The harmonic series is one of the most simple yet fascinating series in mathematics. It is expressed as:

• \( \sum_{n=1}^{\infty} \frac{1}{n} \)

This series is famous because, despite its simple form, it diverges. Divergence means that as you add more and more terms, the series grows without bounds.
The harmonic series starts with 1 + 1/2 + 1/3 + 1/4 + ... and so on. Even though the terms get smaller, they don't decrease fast enough for the series to sum to a finite value. The concept of divergence in the harmonic series surprises many because the series terms become tiny, yet the sum heads to infinity.

The Limit Comparison Test is a powerful method in determining whether an infinite series converges or diverges. It involves comparing a given series to a known benchmark series.
Here's how it works:

• Given two series \( \sum a_n \) and \( \sum b_n \), compute the limit \( c = \lim_{n \to \infty} \frac{a_n}{b_n} \).
• If \( c \) is a positive finite number, both series either converge or diverge together.

In this article's exercise, we used the limit comparison test to compare our series with the harmonic series. The result, \( c = 1 \), indicated that our series had the same behavior as the divergent harmonic series.

An infinite series is a sum of an infinite sequence of terms. You can think of it as endlessly adding numbers. Mathematically, it is expressed as \( \sum_{n=1}^{\infty} a_n \).
In the context of calculus and mathematical analysis, one of the main questions is whether this endless sum "converges" to a tangible number or "diverges" and grows indefinitely. When discussing infinite series, the terms initially considered often dictate the type of mathematical tests and methods applied to determine convergence or divergence.

Divergence occurs when the sum of an infinite series does not approach a finite number.

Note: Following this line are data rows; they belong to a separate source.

//! Command-line interface for pysource
//!
//! Usage:
//!   pysource inspect `<path>` [--format treeviz|json|tokens|outline] [--line-numbers]
//!   pysource unparse `<path>`
//!   pysource check `<path>`...
//!
//! Global options: `--config <file>` layers a TOML file over the built-in defaults,
//! `--tab-size <n>` overrides `parser.tab_size`, `-v` raises the log level (repeatable).
//! Logs go to stderr; `RUST_LOG` takes precedence over `-v`.

use clap::{Parser, Subcommand, ValueEnum};
use pysource_config::{Loader, PysourceConfig};
use pysource_parser::py::formats::{
    to_json_string, to_treeviz_str_with, tokens_to_json_string, TreevizOptions,
};
use pysource_parser::py::loader::SourceLoader;
use pysource_parser::py::outline::outline;
use similar::TextDiff;
use std::error::Error;
use std::path::{Path, PathBuf};
use std::process::ExitCode;
use tracing::{debug, info};
use tracing_subscriber::EnvFilter;

type CliResult<T> = Result<T, Box<dyn Error>>;

#[derive(Parser)]
#[command(name = "pysource")]
#[command(about = "Round-trip parser for Python source files", long_about = None)]
#[command(version)]
struct Cli {
    #[command(subcommand)]
    command: Commands,

    /// Configuration file layered over the defaults
    #[arg(long, global = true, value_name = "FILE")]
    config: Option<PathBuf>,

    /// Column multiple a tab advances to
    #[arg(long, global = true, value_name = "N")]
    tab_size: Option<usize>,

    /// Verbosity level (can be repeated)
    #[arg(short, long, global = true, action = clap::ArgAction::Count)]
    verbose: u8,
}

#[derive(Subcommand)]
enum Commands {
    /// Show how a file was parsed
    Inspect {
        path: PathBuf,

        #[arg(short, long, value_enum, default_value_t = Format::Treeviz)]
        format: Format,

        /// Prefix treeviz nodes with their line number
        #[arg(long)]
        line_numbers: bool,
    },

    /// Parse a file and print it back
    Unparse { path: PathBuf },

    /// Verify that files survive a round trip unchanged
    Check {
        #[arg(required = true)]
        paths: Vec<PathBuf>,
    },
}

#[derive(Debug, Clone, Copy, PartialEq, Eq, ValueEnum)]
enum Format {
    Treeviz,
    Json,
    Tokens,
    Outline,
}

fn main() -> ExitCode {
    let cli = Cli::parse();
    init_tracing(cli.verbose);

    let config = match load_config(&cli) {
        Ok(config) => config,
        Err(err) => {
            eprintln!("Configuration error: {}", err);
            return ExitCode::FAILURE;
        }
    };

    let result = match &cli.command {
        Commands::Inspect {
            path,
            format,
            line_numbers,
        } => handle_inspect_command(&config, path, *format, *line_numbers),
        Commands::Unparse { path } => handle_unparse_command(&config, path),
        Commands::Check { paths } => Ok(handle_check_command(&config, paths)),
    };

    match result {
        Ok(true) => ExitCode::SUCCESS,
        Ok(false) => ExitCode::FAILURE,
        Err(err) => {
            eprintln!("{}", err);
            ExitCode::FAILURE
        }
    }
}

fn init_tracing(verbose: u8) {
    let level = match verbose {
        0 => "warn",
        1 => "info",
        2 => "debug",
        _ => "trace",
    };
    let filter = EnvFilter::try_from_default_env().unwrap_or_else(|_| EnvFilter::new(level));
    tracing_subscriber::fmt()
        .with_env_filter(filter)
        .with_writer(std::io::stderr)
        .with_target(false)
        .init();
}

fn load_config(cli: &Cli) -> CliResult<PysourceConfig> {
    let mut loader = Loader::new();
    if let Some(path) = &cli.config {
        debug!(path = %path.display(), "layering configuration file");
        loader = loader.with_file(path);
    }
    if let Some(tab_size) = cli.tab_size {
        loader = loader.set_override("parser.tab_size", tab_size as i64)?;
    }
    Ok(loader.build()?)
}

fn load(config: &PysourceConfig, path: &Path) -> CliResult<SourceLoader> {
    let loader = SourceLoader::from_path(path)
        .map_err(|err| format!("{}: {}", path.display(), err))?
        .with_options(config.parse_options());
    Ok(loader)
}

/// Handle the inspect command
fn handle_inspect_command(
    config: &PysourceConfig,
    path: &Path,
    format: Format,
    line_numbers: bool,
) -> CliResult<bool> {
    let loader = load(config, path)?;
    let in_file = |err: &dyn std::fmt::Display| format!("{}: {}", path.display(), err);

    let output = match format {
        Format::Tokens => {
            let tokens = loader.tokenize().map_err(|e| in_file(&e))?;
            tokens_to_json_string(&tokens)? + "\n"
        }
        Format::Json => {
            let code = loader.parse().map_err(|e| in_file(&e))?;
            to_json_string(&code)? + "\n"
        }
        Format::Treeviz => {
            let code = loader.parse().map_err(|e| in_file(&e))?;
            let options = TreevizOptions {
                show_line_numbers: line_numbers || config.inspect.show_line_numbers,
            };
            to_treeviz_str_with(&code, &options)
        }
        Format::Outline => {
            let code = loader.parse().map_err(|e| in_file(&e))?;
            let lines = code.lines();
            let mut out = String::new();
            for item in outline(code.root(), &config.outline_options()) {
                if let Some(banner) = &item.banner {
                    let text = banner.text().unwrap_or_default();
                    out.push_str(&format!("{:>4}      {}\n", banner.line(), text));
                }
                let first = lines[item.lines.start].start().line;
                let last = *lines[item.lines.end - 1].extent().end();
                out.push_str(&format!("{:>4}-{:<4} {}", first, last, item.kind));
                if !item.commented_code.is_empty() {
                    let at: Vec<String> =
                        item.commented_code.iter().map(|l| l.to_string()).collect();
                    out.push_str(&format!(" (commented code at {})", at.join(", ")));
                }
                out.push('\n');
            }
            out
        }
    };

    print!("{}", output);
    Ok(true)
}

/// Handle the unparse command
fn handle_unparse_command(config: &PysourceConfig, path: &Path) -> CliResult<bool> {
    let code = load(config, path)?
        .parse()
        .map_err(|err| format!("{}: {}", path.display(), err))?;
    let text = code
        .unparse()
        .map_err(|err| format!("{}: {}", path.display(), err))?;
    print!("{}", text);
    Ok(true)
}

/// Handle the check command. Every file is checked even after a failure.
fn handle_check_command(config: &PysourceConfig, paths: &[PathBuf]) -> bool {
    let mut clean = true;
    for path in paths {
        match check_file(config, path) {
            Ok(None) => info!(path = %path.display(), "round trip ok"),
            Ok(Some(diff)) => {
                eprintln!("{}: round trip changed the file", path.display());
                print!("{}", diff);
                clean = false;
            }
            Err(err) => {
                eprintln!("{}: {}", path.display(), err);
                clean = false;
            }
        }
    }
    clean
}

/// The unified diff between a file and its round trip, if they differ
fn check_file(config: &PysourceConfig, path: &Path) -> CliResult<Option<String>> {
    let original = String::from_utf8(std::fs::read(path)?)?;
    let code = SourceLoader::from_string(&original)
        .with_options(config.parse_options())
        .parse()?;
    let output = code.unparse()?;
    if output == original {
        return Ok(None);
    }

    let name = path.display().to_string();
    let diff = TextDiff::from_lines(&original, &output)
        .unified_diff()
        .context_radius(config.check.context_lines)
        .header(&name, &format!("{name} (round trip)"))
        .to_string();
    Ok(Some(diff))
}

If a series diverges, it means that as we add more terms, the sum continues to grow towards infinity or does not settle at any single value.
To determine divergence, mathematicians use tests like the Harmonic Series Test or Limit Comparison Test. In our exercise, since the series we analyzed using the Limit Comparison Test shared characteristics with the harmonic series, it was shown to diverge as well. Divergence is a crucial concept in understanding the behavior of different series.

Mathematical analysis is like the detective work of mathematics. It involves uncovering the deeper properties and behaviors of mathematical objects such as functions and series. This branch deals with limits, sequences, series, and the nature of numbers and functions.
In our context, mathematical analysis helps us understand how to rigorously determine the convergence or divergence of infinite series. It equips us with tools like the Limit Comparison Test and guides our understanding of series like the harmonic series. Overall, mathematical analysis brings precision and clarity to problems about series convergence and divergence.